Na prática da advocacia, diz Oliveira, não há uma única solução a apresentar para o cliente. “É dever do advogado hoje apresentar soluções extrajudiciais. Não é que a judicial não vai ser buscada, mas dependendo do tipo de conflito, talvez o Judiciário não seja o melhor destinatário”, afirma o advogado.

Oliveira atuou em um dos primeiros casos envolvendo ente privado julgado pela CCAF. Tratava-se de um contrato de prestação de serviços e fornecimento de equipamento da área de tecnologia da informação para o Tribunal Superior Eleitoral (TSE). O caso foi resolvido em um ano e meio – tramitava, na época, há quatro anos no Judiciário.

A Câmara foi criada em 2007 para resolver, por meio da conciliação, controvérsias jurídicas entre órgãos e entidades da administração federal.

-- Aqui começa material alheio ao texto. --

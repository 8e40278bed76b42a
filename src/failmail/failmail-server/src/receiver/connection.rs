/*
 * Failmail SMTP buffering relay
 * Copyright (C) 2022 the Failmail developers
 *
 * This program is free software: you can redistribute it and/or modify it under
 * the terms of the GNU General Public License as published by the Free Software
 * Foundation, either version 3 of the License, or any later version.
 *
 * This program is distributed in the hope that it will be useful, but WITHOUT
 * ANY WARRANTY; without even the implied warranty of MERCHANTABILITY or FITNESS
 * FOR A PARTICULAR PURPOSE.  See the GNU General Public License for more details.
 *
 * You should have received a copy of the GNU General Public License along with
 * this program. If not, see https://www.gnu.org/licenses/.
 *
*/
use failmail_common::Reply;

/// How long a session may sit idle between lines before it is dropped.
const READ_TIMEOUT: std::time::Duration = std::time::Duration::from_secs(5 * 60);

/// One client connection: buffered line IO over the (possibly TLS-wrapped)
/// stream, with optional logging of both directions.
pub struct Connection<S>
where
    S: tokio::io::AsyncRead + tokio::io::AsyncWrite + Send + Unpin,
{
    /// Connection identity for logs, usually the peer address.
    pub name: String,
    /// Log every line in both directions.
    pub debug: bool,
    inner: tokio::io::BufReader<S>,
}

impl<S> Connection<S>
where
    S: tokio::io::AsyncRead + tokio::io::AsyncWrite + Send + Unpin,
{
    ///
    pub fn new(name: String, debug: bool, stream: S) -> Self {
        Self {
            name,
            debug,
            inner: tokio::io::BufReader::new(stream),
        }
    }

    /// Give the underlying stream back, for the STARTTLS handshake.
    /// Buffered but unconsumed client bytes are dropped; RFC 3207 forbids
    /// pipelining across the TLS negotiation anyway.
    pub fn into_inner(self) -> S {
        self.inner.into_inner()
    }

    /// Read one line, terminator included. `None` on a clean EOF.
    ///
    /// # Errors
    ///
    /// * the read timed out or failed
    /// * the line is not valid UTF-8
    pub async fn read_line(&mut self) -> std::io::Result<Option<String>> {
        let mut line = String::new();
        let read = tokio::time::timeout(
            READ_TIMEOUT,
            tokio::io::AsyncBufReadExt::read_line(&mut self.inner, &mut line),
        )
        .await
        .map_err(|_| std::io::Error::new(std::io::ErrorKind::TimedOut, "client went quiet"))??;

        if read == 0 {
            return Ok(None);
        }
        if self.debug {
            tracing::debug!(target: "receiver", "[{}] <<< {:?}", self.name, line);
        }
        Ok(Some(line))
    }

    /// Write a reply, folded to its wire form, and flush.
    ///
    /// # Errors
    ///
    /// * the transport write failed
    pub async fn send_reply(&mut self, reply: &Reply) -> anyhow::Result<()> {
        let folded = reply.fold();
        if self.debug {
            tracing::debug!(target: "receiver", "[{}] >>> {:?}", self.name, folded);
        }
        tokio::io::AsyncWriteExt::write_all(&mut self.inner, folded.as_bytes()).await?;
        tokio::io::AsyncWriteExt::flush(&mut self.inner).await?;
        Ok(())
    }
}
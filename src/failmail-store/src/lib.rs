//! failmail-store
//!
//! Durable storage of received messages between SMTP ingest and
//! summarization: an on-disk maildir-backed store and an in-memory store
//! behind a common trait.

#![doc(html_no_source)]
#![deny(missing_docs)]
//
#![warn(clippy::all)]
#![warn(clippy::pedantic)]
#![warn(clippy::nursery)]
//
#![allow(clippy::doc_markdown)]
#![allow(clippy::use_self)]

mod disk;
mod maildir;
mod memory;

pub use disk::DiskStore;
pub use maildir::{Maildir, MaildirIdentity};
pub use memory::MemoryStore;

use failmail_common::message::ReceivedMessage;

/// Identifies a message within a store, for the store's lifetime.
///
/// Opaque to callers: ids are returned by [`MessageStore::add`] and fed back
/// to [`MessageStore::remove`].
#[derive(Debug, Clone, PartialEq, Eq, Hash)]
pub enum MessageId {
    /// Monotonic counter, used by the in-memory store.
    Sequence(u64),
    /// Maildir file name, used by the on-disk store.
    Name(String),
}

impl std::fmt::Display for MessageId {
    fn fmt(&self, f: &mut std::fmt::Formatter<'_>) -> std::fmt::Result {
        match self {
            Self::Sequence(n) => write!(f, "{n}"),
            Self::Name(name) => f.write_str(name),
        }
    }
}

/// A [`ReceivedMessage`] with its store identity and persisted receive time.
#[derive(Debug, Clone)]
pub struct StoredMessage {
    /// Store-assigned identifier.
    pub id: MessageId,
    /// When the writer persisted the message.
    pub received: std::time::SystemTime,
    /// The message itself.
    pub message: std::sync::Arc<ReceivedMessage>,
}

/// Storage and limited retrieval of received messages, shared between the
/// writer task (sole adder) and the summarizer (sole remover).
#[async_trait::async_trait]
pub trait MessageStore: Send + Sync {
    /// Persist a message with its receive time. The message is durable once
    /// this returns.
    ///
    /// # Errors
    ///
    /// * the backing medium rejected the write
    async fn add(
        &self,
        now: std::time::SystemTime,
        message: ReceivedMessage,
    ) -> anyhow::Result<MessageId>;

    /// Remove a message. Removing an id that is already gone is not an
    /// error.
    ///
    /// # Errors
    ///
    /// * the backing medium rejected the removal
    async fn remove(&self, id: &MessageId) -> anyhow::Result<()>;

    /// Every stored message whose receive time is strictly greater than
    /// `after`, ordered by receive time. Unreadable entries are reported in
    /// the second list without failing the whole call.
    async fn messages_newer_than(
        &self,
        after: std::time::SystemTime,
    ) -> (Vec<StoredMessage>, Vec<anyhow::Error>);
}
/*
 * Failmail SMTP buffering relay
 * Copyright (C) 2022 the Failmail developers
 *
 * This program is free software: you can redistribute it and/or modify it under
 * the terms of the GNU General Public License as published by the Free Software
 * Foundation, either version 3 of the License, or any later version.
 *
 * This program is distributed in the hope that it will be useful, but WITHOUT
 * ANY WARRANTY; without even the implied warranty of MERCHANTABILITY or FITNESS
 * FOR A PARTICULAR PURPOSE.  See the GNU General Public License for more details.
 *
 * You should have received a copy of the GNU General Public License along with
 * this program. If not, see https://www.gnu.org/licenses/.
 *
*/

/// What a long-lived task is asked to do when the process winds down.
#[derive(Debug, Clone, Copy, PartialEq, Eq)]
pub enum TerminationRequest {
    /// Finish the current unit of work and return.
    Shutdown,
    /// Like [`TerminationRequest::Shutdown`], but the listener hands its
    /// socket over so a new process can inherit it.
    Reload,
}

/// Watch for termination signals on a dedicated thread and fan the mapped
/// request out to every subscribed task.
///
/// SIGINT and SIGTERM request a graceful shutdown, SIGUSR1 a reload.
///
/// # Errors
///
/// * the signal iterator could not be registered
pub fn handle_signals(
    requests: tokio::sync::broadcast::Sender<TerminationRequest>,
) -> anyhow::Result<std::thread::JoinHandle<()>> {
    let mut signals = signal_hook::iterator::Signals::new([
        // sent by `systemctl stop`, and Ctrl+C on a terminal
        signal_hook::consts::SIGTERM,
        signal_hook::consts::SIGINT,
        // zero-downtime reload
        signal_hook::consts::SIGUSR1,
    ])?;

    Ok(std::thread::spawn(move || {
        for signal in signals.forever() {
            let request = if signal == signal_hook::consts::SIGUSR1 {
                TerminationRequest::Reload
            } else {
                TerminationRequest::Shutdown
            };
            tracing::warn!(signal, ?request, "Caught signal, stopping failmail.");

            if requests.send(request).is_err() {
                // every task is already gone
                return;
            }
        }
    }))
}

Na época, adotava também a arbitragem, função que deixou de ser aplicada conforme seu escopo de atuação foi aumentando com o passar do tempo – incluindo Estados, municípios e entes privados. A Lei de Mediação (nº 13.140) ampliou a competência da CCAF, prevendo a participação de particulares, regulamentada por decreto em 2021.

Um dos maiores incentivos para as partes buscarem a CCAF é o tempo reduzido de resolução, segundo a advogada e professora Bianca Bez. Ela está conduzindo aulas sobre análise econômica do direito dentro do curso de formação conduzido na Câmara. “Ao estudar como as pessoas fazem escolhas, você pode criar mais incentivos”, afirma.

A análise econômica do direito, diz ela, é uma teoria que vem ganhando espaço no Judiciário e, ao contrário do que parece inicialmente, não se confunde com uma questão numérica, mas com a análise da tomada de decisões. “A imprevisibilidade jurídica fomenta acordos judiciais e o otimismo de partes e advogados fomenta comportamentos arriscados”, afirma. “Essa compreensão ajuda a propor ações ou fechar acordos.”